Asked by TLS last month whether he thought the bill would stand up in court, Governor Murphy said he was confident the legislation would withstand any potential legal challenges.
“I hope so. I normally wouldn’t talk about bills that are not on our desk, but this one is important to all of us,” he said.
“We are very concerned about the Supreme Court’s steps initially, and then also in staying New York’s laws,” Murphy continued.
“G-d willing this will be crafted in a way that will stand up, because G-d knows we need it,” he added.
The bill was introduced following the recent decision of the United States Supreme Court in New York State Rifle & Pistol Association v.
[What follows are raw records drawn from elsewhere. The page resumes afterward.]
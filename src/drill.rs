//! Practice text generation for Koch-method drills.
//!
//! Produces symbolic units directly, so prosigns in the Koch order are
//! never confused with the letters that spell their names.

use crate::error::{MorseError, Result};
use crate::morse::{lookup_token, tokenize, SymbolicUnit};
use rand::seq::SliceRandom;
use rand::Rng;
use std::collections::BTreeSet;
use std::fs;
use std::path::Path;

/// Koch teaching order: one new character per level.
pub const KOCH_ORDER: [&str; 53] = [
    "K", "M", "R", "S", "U", "A", "P", "T", "L", "O", "W", "I", ".", "N", "J", "E", "F", "0",
    "Y", ",", "V", "G", "5", "/", "Q", "9", "Z", "H", "3", "8", "B", "?", "4", "2", "7", "C",
    "1", "D", "6", "X", "BT", "SK", "AR", "AA", "AS", "VE", "INT", "HH", "KA", "CT", "KN", "NJ",
    "SN",
];

/// Longest pseudo-word in random character mode.
const MAX_GROUP_LEN: usize = 8;

/// Common English words and operating terms used when no word file is
/// given. Around 600 entries; pass a word file for a larger vocabulary.
pub const BUILTIN_WORDS: &[&str] = &[
    "the", "be", "to", "of", "and", "a", "in", "that", "have", "it", "for", "not", "on", "with",
    "he", "as", "you", "do", "at", "this", "but", "his", "by", "from", "they", "we", "say", "her",
    "she", "or", "an", "will", "my", "one", "all", "would", "there", "their", "what", "so", "up",
    "out", "if", "about", "who", "get", "which", "go", "me", "when", "make", "can", "like", "time",
    "no", "just", "him", "know", "take", "people", "into", "year", "your", "good", "some", "could",
    "them", "see", "other", "than", "then", "now", "look", "only", "come", "its", "over", "think",
    "also", "back", "after", "use", "two", "how", "our", "work", "first", "well", "way", "even",
    "new", "want", "because", "any", "these", "give", "day", "most", "us", "is", "are", "was",
    "were", "been", "has", "had", "did", "said", "man", "old", "must", "name", "am", "rig", "ant",
    "wx", "temp", "power", "here", "test", "radio", "signal", "copy", "report", "station", "home",
    "sun", "rain", "snow", "wind", "cold", "warm", "hot", "ask", "put", "mark", "park", "walk",
    "talk", "milk", "silk", "salt", "malt", "task", "mask", "rust", "dust", "trust", "storm",
    "sort", "port", "sport", "worm", "form", "mom", "mum", "pop", "top", "stop", "spot", "pot",
    "lot", "slot", "plot", "rot", "tip", "trip", "slip", "slim", "swim", "swam", "tram", "trap",
    "strap", "map", "mop", "lamp", "ramp", "stamp", "pump", "jump", "lump", "sum", "rum", "mill",
    "pill", "kill", "till", "still", "skill", "spill", "wall", "tall", "mall", "ball", "call",
    "fall", "small", "stall", "sail", "tail", "mail", "pail", "rail", "trail", "wait", "suit",
    "fruit", "list", "mist", "wrist", "twist", "kit", "sit", "pit", "wit", "split", "tour", "pour",
    "sour", "four", "owl", "bowl", "soul", "soil", "oil", "toil", "spoil", "coil", "foil", "tool",
    "pool", "cool", "wool", "roll", "toll", "poll", "pair", "air", "lair", "star", "tar", "war",
    "tramp", "swamp", "wasp", "past", "last", "mast", "fast", "cast", "vast", "arm", "art", "army",
    "mars", "lark", "pork", "word", "world", "lord", "sword", "worst", "post", "lost", "cost",
    "moss", "loss", "boss", "toss", "miss", "kiss", "again", "water", "number", "sound", "place",
    "where", "great", "help", "through", "much", "before", "line", "right", "too", "mean", "same",
    "tell", "boy", "follow", "came", "show", "around", "three", "play", "end", "read", "hand",
    "large", "spell", "add", "land", "big", "high", "such", "act", "why", "men", "change", "went",
    "light", "kind", "off", "need", "house", "picture", "try", "animal", "point", "mother", "near",
    "build", "self", "earth", "father", "head", "stand", "own", "page", "should", "country",
    "found", "answer", "school", "grow", "study", "learn", "plant", "cover", "food", "between",
    "state", "keep", "eye", "never", "let", "thought", "city", "tree", "cross", "farm", "hard",
    "start", "might", "story", "saw", "far", "sea", "draw", "left", "late", "run", "while",
    "press", "close", "night", "real", "life", "few", "north", "open", "seem", "together", "next",
    "white", "children", "begin", "got", "example", "ease", "paper", "group", "always", "music",
    "those", "both", "often", "letter", "until", "mile", "river", "car", "feet", "care", "second",
    "book", "carry", "took", "science", "eat", "room", "friend", "began", "idea", "fish",
    "mountain", "once", "base", "hear", "horse", "cut", "sure", "watch", "color", "face", "wood",
    "main", "enough", "plain", "girl", "usual", "young", "ready", "above", "ever", "red", "though",
    "feel", "bird", "soon", "body", "dog", "family", "direct", "pose", "leave", "song", "measure",
    "door", "product", "black", "short", "numeral", "class", "question", "happen", "complete",
    "ship", "area", "half", "rock", "order", "fire", "south", "problem", "piece", "told", "knew",
    "pass", "since", "whole", "king", "space", "heard", "best", "hour", "better", "true", "during",
    "hundred", "five", "remember", "step", "early", "hold", "west", "ground", "interest", "reach",
    "verb", "sing", "listen", "six", "table", "travel", "less", "morning", "ten", "simple",
    "several", "vowel", "toward", "lay", "against", "pattern", "slow", "center", "love", "person",
    "money", "serve", "appear", "road", "rule", "govern", "pull", "notice", "voice", "unit",
    "town", "fine", "certain", "fly", "lead", "cry", "dark", "machine", "note", "plan", "figure",
    "box", "noun", "field", "rest", "correct", "able", "pound", "done", "beauty", "drive", "stood",
    "contain", "front", "teach", "week", "final", "gave", "green", "quick", "develop", "ocean",
    "free", "minute", "strong", "special", "mind", "behind", "clear", "produce", "fact", "street",
    "inch", "multiply", "nothing", "course", "stay", "wheel", "full", "force", "blue", "object",
    "decide", "surface", "deep", "moon", "island", "foot", "system", "busy", "record", "boat",
    "common", "gold", "possible", "plane", "stead", "dry", "wonder", "laugh", "thousand", "ago",
    "ran", "check", "game", "shape", "equate", "brought", "heat", "tire", "bring", "yes",
    "distant", "fill", "east", "paint", "language", "among", "antenna", "band", "beam", "dipole",
    "key", "morse", "code", "tone", "sked", "qso", "qrp", "qth", "rst", "dx", "cq", "ham", "net",
    "log", "wire", "coax", "tower", "tuner", "meter", "watt", "volt", "amp", "ohm", "freq", "sign",
    "op",
];
//! Training session orchestration.
//!
//! Picks or generates the practice message, synthesizes it once, and
//! hands the stream to either the WAV exporter or live playback.

use crate::audio::{AudioSink, LivePlaybackSink, SinkReport, WavFileSink};
use crate::drill::{self, DrillGenerator, BUILTIN_WORDS};
use crate::morse::{self, MessageSynthesizer, SymbolicUnit, SynthesisParams};
use anyhow::{Context, Result};
use rand::Rng;
use std::io::{self, Write};
use std::path::PathBuf;
use std::thread;
use std::time::Duration;

/// Seconds counted down before live playback starts.
const COUNTDOWN_SECS: u64 = 3;

/// Where practice text comes from.
#[derive(Debug, Clone, PartialEq, Eq)]
pub enum DrillMode {
    /// A fixed message given by the user.
    Message(String),
    /// Random characters from the active set.
    Characters {
        /// Number of characters, not counting spaces.
        count: usize,
    },
    /// Random words spelled with the active set.
    Words {
        /// Number of words.
        count: usize,
        /// Shortest word length.
        min_len: usize,
        /// Longest word length.
        max_len: usize,
        /// Word list file; built-in list if `None`.
        file: Option<PathBuf>,
    },
    /// Random callsigns.
    Callsigns {
        /// Number of callsigns.
        count: usize,
        /// Callsign list file; generated callsigns if `None`.
        file: Option<PathBuf>,
    },
}

impl DrillMode {
    fn label(&self) -> &'static str {
        match self {
            DrillMode::Message(_) => "Message Mode",
            DrillMode::Characters { .. } => "Random Character Mode",
            DrillMode::Words { .. } => "Word Mode",
            DrillMode::Callsigns { .. } => "Callsign Mode",
        }
    }
}

/// Everything a training session needs.
#[derive(Debug, Clone)]
pub struct TrainerOptions {
    /// Synthesis parameters.
    pub params: SynthesisParams,
    /// Koch level; 0 selects every character.
    pub level: usize,
    /// Replaces the Koch order when set.
    pub custom_alphabet: Option<String>,
    /// Source of the practice text.
    pub mode: DrillMode,
    /// Write a WAV file here instead of playing live.
    pub output: Option<PathBuf>,
}

/// A message ready to be synthesized.
#[derive(Debug, Clone, PartialEq)]
pub struct PreparedMessage {
    /// Banner describing mode and speeds.
    pub banner: String,
    /// Units to send.
    pub units: Vec<SymbolicUnit>,
}

impl PreparedMessage {
    /// The message as text, prosigns in angle brackets.
    pub fn text(&self) -> String {
        morse::units_to_text(&self.units).trim_end().to_string()
    }
}

/// One Koch-method training run.
pub struct Trainer {
    options: TrainerOptions,
}

impl Trainer {
    /// Creates a trainer.
    pub fn new(options: TrainerOptions) -> Self {
        Self { options }
    }

    /// Builds the practice message for the configured mode.
    ///
    /// # Errors
    ///
    /// Returns error if the message or custom alphabet holds an unknown
    /// symbol, or a word/callsign list cannot be used.
    pub fn prepare<R: Rng>(&self, rng: R) -> Result<PreparedMessage> {
        let speeds = &self.options.params.speeds;
        let mut banner = format!(
            "{}: Effective Speed: {} | Character Speed {}",
            self.options.mode.label(),
            speeds.effective_speed(),
            speeds.character_speed()
        );

        let units = match &self.options.mode {
            DrillMode::Message(text) => {
                morse::tokenize(text).context("Failed to read message")?
            }
            DrillMode::Callsigns { count, file } => {
                let list = file
                    .as_ref()
                    .map(|path| {
                        drill::load_list(path).with_context(|| {
                            format!("Failed to read callsign file: {}", path.display())
                        })
                    })
                    .transpose()?;
                DrillGenerator::new(rng, Vec::new()).callsigns(list.as_deref(), *count)?
            }
            DrillMode::Characters { count } => self
                .generator(rng, &mut banner)?
                .random_characters(*count),
            DrillMode::Words {
                count,
                min_len,
                max_len,
                file,
            } => {
                let list = match file {
                    Some(path) => drill::load_list(path).with_context(|| {
                        format!("Failed to read word file: {}", path.display())
                    })?,
                    None => BUILTIN_WORDS.iter().map(|w| w.to_string()).collect(),
                };
                self.generator(rng, &mut banner)?
                    .words(&list, *count, *min_len, *max_len)?
            }
        };

        Ok(PreparedMessage { banner, units })
    }

    /// Drill generator over the active characters, noting them in the banner.
    fn generator<R: Rng>(&self, rng: R, banner: &mut String) -> Result<DrillGenerator<R>> {
        let characters = match &self.options.custom_alphabet {
            Some(alphabet) => {
                drill::custom_characters(alphabet).context("Failed to read custom alphabet")?
            }
            None => drill::koch_characters(self.options.level),
        };
        let listed: Vec<String> = characters.iter().map(|c| c.to_string()).collect();
        banner.push_str(&format!(" | Characters {}", listed.join("·")));

        Ok(DrillGenerator::new(rng, characters))
    }

    /// Runs the session: prepare, synthesize, then write or play.
    pub fn run(&self) -> Result<()> {
        let message = self.prepare(rand::thread_rng())?;
        println!("\n\n{}", message.banner);

        let mut synth = MessageSynthesizer::new(self.options.params)
            .context("Invalid synthesis parameters")?;
        let stream = synth
            .synthesize(&message.units)
            .context("Failed to synthesize message")?;
        let (hits, misses) = synth.cache_stats();
        tracing::debug!(hits, misses, "render cache");

        let sample_rate = self.options.params.sample_rate;
        match &self.options.output {
            Some(path) => {
                let report = WavFileSink::new(path)
                    .consume(stream, sample_rate)
                    .with_context(|| format!("Failed to write WAV file: {}", path.display()))?;
                tracing::info!(
                    seconds = report.seconds(sample_rate),
                    "wrote {}",
                    path.display()
                );
            }
            None => {
                countdown()?;
                let report = play_live(stream, sample_rate)?;
                if report.interrupted {
                    // Keep the following output off the "^C" line.
                    println!();
                }
                println!("\n{}", message.text());
            }
        }

        Ok(())
    }
}

fn countdown() -> io::Result<()> {
    let mut stdout = io::stdout();
    println!("Audio beginning in:");
    stdout.flush()?;
    thread::sleep(Duration::from_secs(1));
    for n in (1..=COUNTDOWN_SECS).rev() {
        if n == 1 {
            println!("{}...", n);
        } else {
            print!("{}... ", n);
        }
        stdout.flush()?;
        thread::sleep(Duration::from_secs(1));
    }
    Ok(())
}

/// Plays a stream on the default device, stopping early on Ctrl-C.
fn play_live<S>(samples: S, sample_rate: u32) -> Result<SinkReport>
where
    S: Iterator<Item = f32> + Send + 'static,
{
    let sink = LivePlaybackSink::new();
    let handle = sink.handle();

    let runtime = tokio::runtime::Builder::new_current_thread()
        .enable_all()
        .build()
        .context("Failed to start signal handling runtime")?;

    runtime.block_on(async move {
        let mut playback =
            tokio::task::spawn_blocking(move || sink.consume(samples, sample_rate));

        let joined = tokio::select! {
            joined = &mut playback => joined,
            Ok(()) = tokio::signal::ctrl_c() => {
                handle.interrupt();
                playback.await
            }
        };

        let report = joined
            .context("Playback thread failed")?
            .context("Audio playback failed")?;
        Ok::<_, anyhow::Error>(report)
    })
}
Bruen case and therefore removes from current law the justifiable need standard, which was the standard an individual is required to meet to hold a permit to carry a handgun in New Jersey.
The bill establishes that a person can be charged with a third degree crime for carrying any firearm, or a crime of the second degree to possess a destructive device, in dozens of locations, including any state owned property, polling booths, public gatherings, educational facilities, school buses, camps, child care centers, parks, libraries, museums, bars and restaurants, performance halls and all health care facilities.
Also included in the sensitive areas where guns will be banned is all private property, including but not limited to residential, commercial, industrial, agricultural, institutional, or undeveloped property, unless the owner has provided express consent or has posted a sign indicating that it is permissible to carry on the premises a concealed handgun with a valid and lawfully issued permit to carry.
An earlier version of the bill, sought to also ban firearms in houses of worship, as reported exclusively by TLS, but was dropped from the current version of the bill.